The girls that were attracted to me were girls like ‘Fat Madge’. She wasn’t even that fat, or ugly, but it was a name that stuck by her side like a bad cold. She would follow me in the corridors and try to sit next to me in lesson: I didn’t give her the time of day; I felt a quiet and cold contempt for her because she symbolised all of my flaws. She was me and I knew it. I was even referred to as ‘Horace the Hog’ for a long period of my childhood " were two people ever more suited? ‘Fat Madge’ was the kind of girl I deserved. She was me when I tried to sit next to the girls I fancied. It was the equivalent. She was an arrogant survivor, just like me " but I denied it to the very end. It was this denial that kept me running: I kept telling myself that I deserved better because I was an arrogant fool, but for a long time it was that arrogance that kept me sane. Lesson four: be negotiable in your arrogance; find the pleasant place on the beach of your ego between confidence and arrogance then settle down nicely.
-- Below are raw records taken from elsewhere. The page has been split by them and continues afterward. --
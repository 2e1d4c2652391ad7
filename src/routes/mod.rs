//! Router assembly.
//!
//! SYSTEM CONTEXT
//! ==============
//! Every endpoint is a JSON API route under `/api`, except the Google OAuth
//! redirect pair under `/auth` and the `/healthz` health check. Authenticated
//! handlers take an [`auth::AuthUser`], which reads the session cookie or a
//! bearer token.

pub mod activity;
pub mod analytics;
pub mod auth;
pub mod notes;
pub mod profile;
pub mod settings;
pub mod transactions;

use axum::Router;
use axum::http::StatusCode;
use axum::routing::{delete, get, post};
use tower_http::cors::{Any, CorsLayer};
use tower_http::trace::TraceLayer;

use crate::state::AppState;

/// The full application router.
pub fn app(state: AppState) -> Router {
    let cors = CorsLayer::new()
        .allow_origin(Any)
        .allow_methods(Any)
        .allow_headers(Any);

    Router::new()
        .route("/auth/google", get(auth::google_redirect))
        .route("/auth/google/callback", get(auth::google_callback))
        .route("/api/auth/me", get(auth::me))
        .route("/api/auth/logout", post(auth::logout))
        .route("/api/auth/email/request-code", post(auth::request_email_code))
        .route("/api/auth/email/verify-code", post(auth::verify_email_code))
        .route(
            "/api/transactions",
            get(transactions::list_transactions).post(transactions::create_transaction),
        )
        .route("/api/transactions/stats", get(transactions::stats))
        .route(
            "/api/transactions/{id}",
            get(transactions::get_transaction)
                .patch(transactions::update_transaction)
                .delete(transactions::delete_transaction),
        )
        .route("/api/categories", get(transactions::list_categories))
        .route("/api/analytics", get(analytics::analytics_report))
        .route("/api/analytics/trend", get(analytics::trend))
        .route("/api/dashboard", get(analytics::dashboard))
        .route("/api/notes", get(notes::list_notes).post(notes::create_note))
        .route("/api/notes/categories", get(notes::list_note_categories))
        .route(
            "/api/notes/{id}",
            get(notes::get_note).patch(notes::update_note).delete(notes::delete_note),
        )
        .route("/api/activity", get(activity::list_activity).post(activity::record_event))
        .route("/api/activity/system", get(activity::system_activity))
        .route("/api/profile", get(profile::get_profile).patch(profile::update_profile))
        .route("/api/settings/export", get(settings::export_data))
        .route("/api/settings/import", post(settings::import_data))
        .route("/api/settings/data", delete(settings::delete_data))
        .route("/healthz", get(healthz))
        .layer(cors)
        .layer(TraceLayer::new_for_http())
        .with_state(state)
}

async fn healthz() -> StatusCode {
    StatusCode::OK
}

#[cfg(test)]
#[path = "mod_test.rs"]
mod tests;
Lucy Poe was the girl I really fancied: she was blonde haired and bubbly and for a nine year old boy she fitted the bill of newly found expectations of love perfectly. However, she adored Alex and this was the first time I was exposed to the trends of infatuation: Alex was utterly indifferent to her and, through the warped way in which foundling emotion operates, Lucy’s obsession with him only grew. Thus I learned that we are all chasing our own perfection. Lucy wanted Alex as much as I wanted her and probably for similar reasons; we wanted the very best, nothing less.
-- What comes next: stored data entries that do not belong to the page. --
//! Note service: free-form financial notes scoped to the owner.
//!
//! DESIGN
//! ======
//! Same shape as the transaction service: owner-scoped SQL, validation
//! before persistence, and activity logging of each outcome. Tags are
//! stored as a Postgres `TEXT[]` after normalization.

use serde::{Deserialize, Serialize};
use serde_json::json;
use sqlx::{PgExecutor, PgPool};
use time::OffsetDateTime;
use uuid::Uuid;

use crate::catalog::NoteCategory;
use crate::services::activity::{self, ActivityCategory, Actor, actions};

#[derive(Debug, thiserror::Error)]
pub enum NoteError {
    #[error("title must not be empty")]
    EmptyTitle,
    #[error("content must not be empty")]
    EmptyContent,
    #[error("no fields to update")]
    EmptyPatch,
    #[error("unknown category filter: {0}")]
    UnknownCategoryFilter(String),
    #[error("note not found: {0}")]
    NotFound(Uuid),
    #[error("database error: {0}")]
    Database(#[from] sqlx::Error),
}

// =============================================================================
// TYPES
// =============================================================================

#[derive(Debug, Clone, PartialEq, Serialize)]
pub struct NoteRow {
    pub id: Uuid,
    pub user_id: Uuid,
    pub title: String,
    pub content: String,
    pub category: NoteCategory,
    pub tags: Vec<String>,
    #[serde(with = "time::serde::rfc3339")]
    pub created_at: OffsetDateTime,
    #[serde(with = "time::serde::rfc3339")]
    pub updated_at: OffsetDateTime,
}

/// Tags as clients send them: a JSON list or a single comma-separated string.
#[derive(Debug, Clone, PartialEq, Eq, Deserialize)]
#[serde(untagged)]
pub enum TagsInput {
    List(Vec<String>),
    Text(String),
}

impl TagsInput {
    #[must_use]
    pub fn normalize(&self) -> Vec<String> {
        match self {
            Self::List(items) => normalize_tags(items.iter().map(String::as_str)),
            Self::Text(text) => normalize_tags(text.split(',')),
        }
    }
}

/// Trim, drop empties, and dedupe keeping the first occurrence.
#[must_use]
pub fn normalize_tags<'a>(raw: impl IntoIterator<Item = &'a str>) -> Vec<String> {
    let mut out: Vec<String> = Vec::new();
    for tag in raw.into_iter().map(str::trim).filter(|t| !t.is_empty()) {
        if !out.iter().any(|existing| existing == tag) {
            out.push(tag.to_owned());
        }
    }
    out
}

#[derive(Debug, Clone, Deserialize)]
pub struct NewNote {
    pub title: String,
    pub content: String,
    #[serde(default)]
    pub category: NoteCategory,
    #[serde(default)]
    pub tags: Option<TagsInput>,
}

#[derive(Debug, Clone, Default, Deserialize)]
pub struct NotePatch {
    pub title: Option<String>,
    pub content: Option<String>,
    pub category: Option<NoteCategory>,
    pub tags: Option<TagsInput>,
}

#[derive(Debug, Clone, PartialEq, Eq)]
pub struct ValidNote {
    pub title: String,
    pub content: String,
    pub category: NoteCategory,
    pub tags: Vec<String>,
}

fn validate_fields(title: &str, content: &str, category: NoteCategory, tags: Vec<String>) -> Result<ValidNote, NoteError> {
    let title = title.trim();
    if title.is_empty() {
        return Err(NoteError::EmptyTitle);
    }
    let content = content.trim();
    if content.is_empty() {
        return Err(NoteError::EmptyContent);
    }
    Ok(ValidNote { title: title.to_owned(), content: content.to_owned(), category, tags })
}

impl NewNote {
    /// # Errors
    ///
    /// Returns `EmptyTitle` or `EmptyContent`.
    pub fn validate(&self) -> Result<ValidNote, NoteError> {
        let tags = self.tags.as_ref().map(TagsInput::normalize).unwrap_or_default();
        validate_fields(&self.title, &self.content, self.category, tags)
    }
}

impl NotePatch {
    #[must_use]
    pub fn updated_fields(&self) -> Vec<&'static str> {
        let mut fields = Vec::new();
        if self.title.is_some() {
            fields.push("title");
        }
        if self.content.is_some() {
            fields.push("content");
        }
        if self.category.is_some() {
            fields.push("category");
        }
        if self.tags.is_some() {
            fields.push("tags");
        }
        fields
    }

    /// Merge over `current` and validate the result.
    ///
    /// # Errors
    ///
    /// Returns `EmptyPatch` when nothing is set, otherwise a validation error.
    pub fn apply(&self, current: &NoteRow) -> Result<ValidNote, NoteError> {
        if self.updated_fields().is_empty() {
            return Err(NoteError::EmptyPatch);
        }
        let tags = self.tags.as_ref().map_or_else(|| current.tags.clone(), TagsInput::normalize);
        validate_fields(
            self.title.as_deref().unwrap_or(&current.title),
            self.content.as_deref().unwrap_or(&current.content),
            self.category.unwrap_or(current.category),
            tags,
        )
    }
}

/// Notes page filter: category chip plus free-text search.
#[derive(Debug, Clone, Default, Deserialize)]
pub struct NoteFilter {
    /// A note category id, or absent/`all`.
    pub category: Option<String>,
    pub search: Option<String>,
}

impl NoteFilter {
    /// The requested category; `None` for absent, blank, or `all`.
    ///
    /// # Errors
    ///
    /// Returns `UnknownCategoryFilter` for any other value.
    pub fn category(&self) -> Result<Option<NoteCategory>, NoteError> {
        match self.category.as_deref().map(str::trim) {
            None | Some("" | "all") => Ok(None),
            Some(raw) => NoteCategory::parse(raw)
                .map(Some)
                .ok_or_else(|| NoteError::UnknownCategoryFilter(raw.to_owned())),
        }
    }

    #[must_use]
    pub fn matches(&self, note: &NoteRow) -> bool {
        if let Ok(Some(category)) = self.category() {
            if note.category != category {
                return false;
            }
        }

        let Some(needle) = self.search.as_deref().map(str::trim).filter(|s| !s.is_empty()) else {
            return true;
        };
        let needle = needle.to_lowercase();
        note.title.to_lowercase().contains(&needle)
            || note.content.to_lowercase().contains(&needle)
            || note.tags.iter().any(|t| t.to_lowercase().contains(&needle))
    }

    #[must_use]
    pub fn apply(&self, notes: Vec<NoteRow>) -> Vec<NoteRow> {
        notes.into_iter().filter(|n| self.matches(n)).collect()
    }
}

// =============================================================================
// QUERIES
// =============================================================================

type NoteTuple = (Uuid, Uuid, String, String, String, Vec<String>, OffsetDateTime, OffsetDateTime);

const SELECT_COLUMNS: &str = "id, user_id, title, content, category, tags, created_at, updated_at";

fn from_tuple(row: NoteTuple) -> Result<NoteRow, NoteError> {
    let (id, user_id, title, content, category, tags, created_at, updated_at) = row;
    let category = NoteCategory::parse(&category)
        .ok_or_else(|| sqlx::Error::Decode(format!("invalid note category: {category}").into()))?;
    Ok(NoteRow { id, user_id, title, content, category, tags, created_at, updated_at })
}

/// Insert a validated note for `user_id` without activity logging.
///
/// # Errors
///
/// Returns a database error if the insert fails.
pub async fn insert_note(executor: impl PgExecutor<'_>, user_id: Uuid, note: &ValidNote) -> Result<NoteRow, NoteError> {
    let row = sqlx::query_as::<_, NoteTuple>(&format!(
        "INSERT INTO notes (id, user_id, title, content, category, tags)
         VALUES ($1, $2, $3, $4, $5, $6)
         RETURNING {SELECT_COLUMNS}"
    ))
    .bind(Uuid::new_v4())
    .bind(user_id)
    .bind(&note.title)
    .bind(&note.content)
    .bind(note.category.as_str())
    .bind(&note.tags)
    .fetch_one(executor)
    .await?;

    from_tuple(row)
}

/// All of a user's notes, most recently updated first.
///
/// # Errors
///
/// Returns a database error if the query fails.
pub async fn list_notes(pool: &PgPool, user_id: Uuid) -> Result<Vec<NoteRow>, NoteError> {
    let rows = sqlx::query_as::<_, NoteTuple>(&format!(
        "SELECT {SELECT_COLUMNS} FROM notes WHERE user_id = $1 ORDER BY updated_at DESC"
    ))
    .bind(user_id)
    .fetch_all(pool)
    .await?;

    rows.into_iter().map(from_tuple).collect()
}

/// # Errors
///
/// Returns `NotFound` if the note does not exist or is not owned by `user_id`.
pub async fn get_note(pool: &PgPool, user_id: Uuid, id: Uuid) -> Result<NoteRow, NoteError> {
    let row = sqlx::query_as::<_, NoteTuple>(&format!(
        "SELECT {SELECT_COLUMNS} FROM notes WHERE id = $1 AND user_id = $2"
    ))
    .bind(id)
    .bind(user_id)
    .fetch_optional(pool)
    .await?
    .ok_or(NoteError::NotFound(id))?;

    from_tuple(row)
}

/// # Errors
///
/// Returns a database error if the delete fails.
pub async fn delete_all_notes(executor: impl PgExecutor<'_>, user_id: Uuid) -> Result<u64, NoteError> {
    let result = sqlx::query("DELETE FROM notes WHERE user_id = $1")
        .bind(user_id)
        .execute(executor)
        .await?;
    Ok(result.rows_affected())
}

// =============================================================================
// LOGGED OPERATIONS
// =============================================================================

async fn report_failure(pool: &PgPool, actor: &Actor, operation: &str, err: &NoteError, id: Option<Uuid>) {
    let extra = id.map_or_else(|| json!({}), |id| json!({ "note_id": id }));
    activity::log_error(pool, actor, operation, err, extra).await;
}

/// # Errors
///
/// Returns a validation or database error.
pub async fn add_note(pool: &PgPool, actor: &Actor, new: &NewNote) -> Result<NoteRow, NoteError> {
    let result = async {
        let valid = new.validate()?;
        insert_note(pool, actor.user_id, &valid).await
    }
    .await;

    match result {
        Ok(note) => {
            activity::log_user_action(
                pool,
                actor,
                ActivityCategory::Note,
                actions::CREATE_NOTE,
                json!({ "note_id": note.id, "title": note.title, "category": note.category }),
            )
            .await;
            Ok(note)
        }
        Err(e) => {
            report_failure(pool, actor, "add_note", &e, None).await;
            Err(e)
        }
    }
}

/// # Errors
///
/// Returns `UnknownCategoryFilter` or a database error.
pub async fn get_user_notes(pool: &PgPool, actor: &Actor, filter: &NoteFilter) -> Result<Vec<NoteRow>, NoteError> {
    let result = async {
        filter.category()?;
        list_notes(pool, actor.user_id).await
    }
    .await;

    match result {
        Ok(notes) => {
            let notes = filter.apply(notes);
            activity::log_user_action(
                pool,
                actor,
                ActivityCategory::Note,
                actions::VIEW_NOTES,
                json!({ "note_count": notes.len() }),
            )
            .await;
            Ok(notes)
        }
        Err(e) => {
            report_failure(pool, actor, "get_notes", &e, None).await;
            Err(e)
        }
    }
}

/// # Errors
///
/// Returns `NotFound`, `EmptyPatch`, a validation error, or a database error.
pub async fn update_note(pool: &PgPool, actor: &Actor, id: Uuid, patch: &NotePatch) -> Result<NoteRow, NoteError> {
    let result = async {
        let current = get_note(pool, actor.user_id, id).await?;
        let merged = patch.apply(&current)?;
        let row = sqlx::query_as::<_, NoteTuple>(&format!(
            "UPDATE notes
             SET title = $3, content = $4, category = $5, tags = $6, updated_at = now()
             WHERE id = $1 AND user_id = $2
             RETURNING {SELECT_COLUMNS}"
        ))
        .bind(id)
        .bind(actor.user_id)
        .bind(&merged.title)
        .bind(&merged.content)
        .bind(merged.category.as_str())
        .bind(&merged.tags)
        .fetch_optional(pool)
        .await?
        .ok_or(NoteError::NotFound(id))?;
        from_tuple(row)
    }
    .await;

    match result {
        Ok(note) => {
            activity::log_user_action(
                pool,
                actor,
                ActivityCategory::Note,
                actions::UPDATE_NOTE,
                json!({ "note_id": id, "updated_fields": patch.updated_fields() }),
            )
            .await;
            Ok(note)
        }
        Err(e) => {
            report_failure(pool, actor, "update_note", &e, Some(id)).await;
            Err(e)
        }
    }
}

/// # Errors
///
/// Returns `NotFound` if nothing was deleted, or a database error.
pub async fn delete_note(pool: &PgPool, actor: &Actor, id: Uuid) -> Result<(), NoteError> {
    let result = sqlx::query("DELETE FROM notes WHERE id = $1 AND user_id = $2")
        .bind(id)
        .bind(actor.user_id)
        .execute(pool)
        .await
        .map_err(NoteError::from)
        .and_then(|r| if r.rows_affected() == 0 { Err(NoteError::NotFound(id)) } else { Ok(()) });

    match result {
        Ok(()) => {
            activity::log_user_action(pool, actor, ActivityCategory::Note, actions::DELETE_NOTE, json!({ "note_id": id }))
                .await;
            Ok(())
        }
        Err(e) => {
            report_failure(pool, actor, "delete_note", &e, Some(id)).await;
            Err(e)
        }
    }
}

#[cfg(test)]
#[path = "note_test.rs"]
mod tests;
It angered me to no end, but I was as stubborn as the gum underneath the desks: I never, ever gave up on Lucy. I will attempt to explain, or at least give example of, my infatuation for Lucy Poe.

 

It’s 8.45 and the morning bell for Wednesday assembly has just rung. Alex Williams calls me over to sit with him but I reject him just like every other Wednesday; I never stop to consider whether this upsets or offends him, as the only thing on my mind is working my way along the queue to position myself next to Lucy. Every Wednesday since I decided I loved Lucy Poe I had attempted to sit next to her in morning assembly and for the first time, a Wednesday in summer, I finally get the chance. We file slowly into assembly and her golden hair bounces in front of me, excitement growing in my stomach. We sit down and she smells like bubble-gum. Father John begins the long and meaningful sermon but I spend the minutes figuring out how to look at Lucy without her noticing. The butterflies I feel growing slowly in my stomach and the happiness I feel is unexplainable, inexplicable and indescribable.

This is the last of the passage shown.